She says, "I am content when wakened birds, Before they fly, test the reality Of misty fields, by their sweet questionings; But when the birds are gone, and their warm fields Return no more, where, then, is paradise?"
At the beginning of this stanza, we’re back inside the thoughts of our female protagonist. This time, though, we actually get her thoughts in the first person, inside of quotation marks.
She’s thinking about how happy ("content") she feels when she sees birds who have just woken up in the morning and are about to leave for a hard day of flying.
This is one of the truly great images of the poem. Have you ever seen birds before they are about to take off from a field or meadow? They don’t just take off – first they poke around, explore the area a bit, and round up the entire flock. The woman imagines that the birds are asking "questions" to "test the reality" of the field.
Basically, she is saying that when she sees this amazing natural scene, she feels like she’s in heaven.
Unfortunately, this feeling can’t last forever. Eventually the birds will take off and "are gone," the morning ends, and even "their warm fields" change or disappear over time.
By the way, this image contains birds, morning, and sunshine. Sounds a lot like the beginning of the poem, huh? It’s a pretty safe bet that the incredible vision of these lines was inspired in her mind by her humble cockatoo, the warm sun, and the beautiful morning. It just goes to show what the imagination is capable of.
It’s as if she is saying that she feels pretty close to heaven on this Sunday morning, and that she doesn’t want it to end. But, she knows that it has to end sometime.
There is not any haunt of prophecy, Nor any old chimera of the grave, Neither the golden underground, nor isle Melodious, where spirits gat them home, Nor visionary south, nor cloudy palm Remote on heaven's hill, that has endured As April's green endures; or will endure Like her remembrance of awakened birds, Or her desire for June and evening, tipped By the consummation of the swallow's wings.
We’re outside of quotation marks again, which means we’re not getting direct thoughts anymore.

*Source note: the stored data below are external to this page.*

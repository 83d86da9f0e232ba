use crate::contract;
use crate::errors::AppError;
use crate::store::TrackerData;
use std::path::{Path, PathBuf};
use tokio::fs;
use tracing::error;

pub fn tracker_file(data_dir: &Path) -> PathBuf {
    data_dir.join(format!("{}.json", contract::STORAGE_KEY))
}

/// Missing or unreadable state yields the default; corrupt JSON is logged
/// and replaced with the default rather than propagated.
pub async fn load_tracker(path: &Path) -> TrackerData {
    match fs::read(path).await {
        Ok(bytes) => match serde_json::from_slice(&bytes) {
            Ok(data) => data,
            Err(err) => {
                error!("failed to parse tracker file: {err}");
                TrackerData::default()
            }
        },
        Err(err) if err.kind() == std::io::ErrorKind::NotFound => TrackerData::default(),
        Err(err) => {
            error!("failed to read tracker file: {err}");
            TrackerData::default()
        }
    }
}

pub async fn persist_tracker(path: &Path, data: &TrackerData) -> Result<(), AppError> {
    let payload = serde_json::to_vec_pretty(data).map_err(AppError::internal)?;
    fs::write(path, payload).await.map_err(AppError::internal)?;
    Ok(())
}
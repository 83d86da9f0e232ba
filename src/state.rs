use crate::config::AppConfig;
use crate::registry::{FileSubscriptionStore, TokenStore};
use crate::reminder::HttpGateway;
use crate::storage;
use crate::store::TrackerData;
use std::io;
use std::path::PathBuf;
use std::sync::Arc;
use tokio::sync::Mutex;

#[derive(Clone)]
pub struct AppState {
    pub tracker_path: PathBuf,
    pub tracker: Arc<Mutex<TrackerData>>,
    pub subscriptions: FileSubscriptionStore,
    pub tokens: TokenStore,
    pub gateway: Option<HttpGateway>,
    pub reminder_click_url: String,
}

impl AppState {
    pub async fn init(config: &AppConfig) -> io::Result<Self> {
        tokio::fs::create_dir_all(&config.data_dir).await?;

        let tracker_path = storage::tracker_file(&config.data_dir);
        let tracker = storage::load_tracker(&tracker_path).await;
        let subscriptions =
            FileSubscriptionStore::load(FileSubscriptionStore::file(&config.data_dir)).await;
        let tokens = TokenStore::load(TokenStore::file(&config.data_dir)).await;
        let gateway = config.vapid.clone().map(HttpGateway::new);

        Ok(Self {
            tracker_path,
            tracker: Arc::new(Mutex::new(tracker)),
            subscriptions,
            tokens,
            gateway,
            reminder_click_url: config.reminder_click_url.clone(),
        })
    }
}
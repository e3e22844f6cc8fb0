use serde_json::Value;
use std::fmt;

/// Slash-separated location of a value inside a JSON document,
/// e.g. `/genesis/runtime/system/code`.
#[derive(Debug, Clone, PartialEq, Eq, Hash)]
pub struct FieldPath(String);

impl FieldPath {
    /// Create a new field path from a slash-separated string
    pub fn new(path: &str) -> Self {
        FieldPath(Self::normalize(path))
    }

    /// Create a field path from the dotted notation, e.g. `genesis.runtime.system.code`
    pub fn from_dotted(path: &str) -> Self {
        let segments: Vec<&str> = path.split('.').filter(|part| !part.is_empty()).collect();
        FieldPath(format!("/{}", segments.join("/")))
    }

    /// Normalize the path (single leading slash, no trailing slash)
    fn normalize(path: &str) -> String {
        format!("/{}", path.trim_start_matches('/').trim_end_matches('/'))
    }

    /// Get the internal string
    pub fn as_str(&self) -> &str {
        &self.0
    }

    /// Path segments from the root, empty for the root path
    pub fn segments(&self) -> impl Iterator<Item = &str> {
        self.0.split('/').filter(|part| !part.is_empty())
    }

    /// Walk the document and return the value at this path
    pub fn lookup<'a>(&self, json: &'a Value) -> Option<&'a Value> {
        self.segments().try_fold(json, |current, segment| match current {
            Value::Object(map) => map.get(segment),
            Value::Array(arr) => segment.parse::<usize>().ok().and_then(|i| arr.get(i)),
            _ => None,
        })
    }

    /// Walk the document and return a mutable reference to the value at this path
    pub fn lookup_mut<'a>(&self, json: &'a mut Value) -> Option<&'a mut Value> {
        self.segments().try_fold(json, |current, segment| match current {
            Value::Object(map) => map.get_mut(segment),
            Value::Array(arr) => segment.parse::<usize>().ok().and_then(move |i| arr.get_mut(i)),
            _ => None,
        })
    }
}

impl fmt::Display for FieldPath {
    fn fmt(&self, f: &mut fmt::Formatter<'_>) -> fmt::Result {
        f.write_str(&self.0)
    }
}
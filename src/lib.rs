//! Development helpers for the Sunburst chain.
//!
//! - [`copy_runtime_code`] propagates `genesis.runtime.system.code` from a
//!   freshly built chain spec into the checked-in one.
//! - [`mock`] is an HTTP stand-in for the oracle endpoint the offchain worker
//!   polls, always answering with the byte `0x2a`.

mod document;
pub mod error;
pub mod logging;
pub mod mock;

pub use document::{
    FieldPath, copy_field, copy_field_between_files, copy_runtime_code, read_json_file,
    runtime_code_path, write_json_file_pretty,
};
pub use error::{Document, Error, Result};

/// Chain spec the runtime code is taken from
pub const SOURCE_SPEC_PATH: &str = "./tmp_dev.json";

/// Chain spec that is rewritten with the new runtime code
pub const DESTINATION_SPEC_PATH: &str = "./sunburst.json";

And, yes, we sympathize: it’s hard to keep track of all these shifts in perspective. But, you can think of the rest of the poem as a dialogue between the woman and the poet, who seems to have access to her deepest thoughts. They are not talking directly to each other, but they might as well be. Every line in quotation marks belongs to the woman; everything else belongs to the poet.
In these lines, the poet responds to her concern that natural beauty won’t last forever by pointing out that, even though mythical and religious visions of paradise have come and gone, nature has outlasted them all.
Lines 51-56 are a list of these mythical visions.
A "haunt" is just a place where people hang out, but, of course, the word also makes us think of spirits or ghosts. A "haunt of prophecy" sounds like a place where people go after they die, as predicted by a religious prophet. It also makes us think of a trace or something left behind – as in, we live in a world that is "haunted" by Biblical and other prophecies. (Which sounds pretty cool).
In the next line, a "chimera" is a mythical creature or thing that doesn’t actually exist. A "chimera of the grave" is another way of referring to a place that people think they will go when they die, but which doesn’t really exist.
The "golden underground" probably refers to the heaven of Greek mythology, called Elysium, which is under the earth, but beautiful and sunny all the time.
The "isle melodious" refers to another mythical vision of the afterlife, in which people are ferried to a magnificent island when they died.
The "visionary south" refers to a time when people didn’t know what lay to the south of them, so they figured it must be some kind of paradise.
We’re not sure what the "cloudy palm remote on heaven’s hill" refers to, except that it’s another myth of paradise. It might even be the Christian view of paradise, or "heaven."
For the poet, the one thing that all of these visions of paradise have in common is that no one seriously believes in them anymore. They have not lasted or "endured."
The poet implies that the Christian idea of heaven could be added to this list. According to him, people will eventually stop believing in the heaven of Christianity and move on to some other idea. At that point, it will no longer "exist."
By contrast, the natural beauties like "April’s green" will always exist, if not in the present, then at least in the memory ("remembrance") of the past, or the desire for the future.
The poem seems to be set in springtime, and one of the things she looks forward to is a June evening when she can see another kind of bird, the swallow, flying around. The flying of the swallow would be like the cherry on top ("consummation") of the beauty of a summer night.
In other words, she’s hopeful that she’ll see more natural beauty in the future.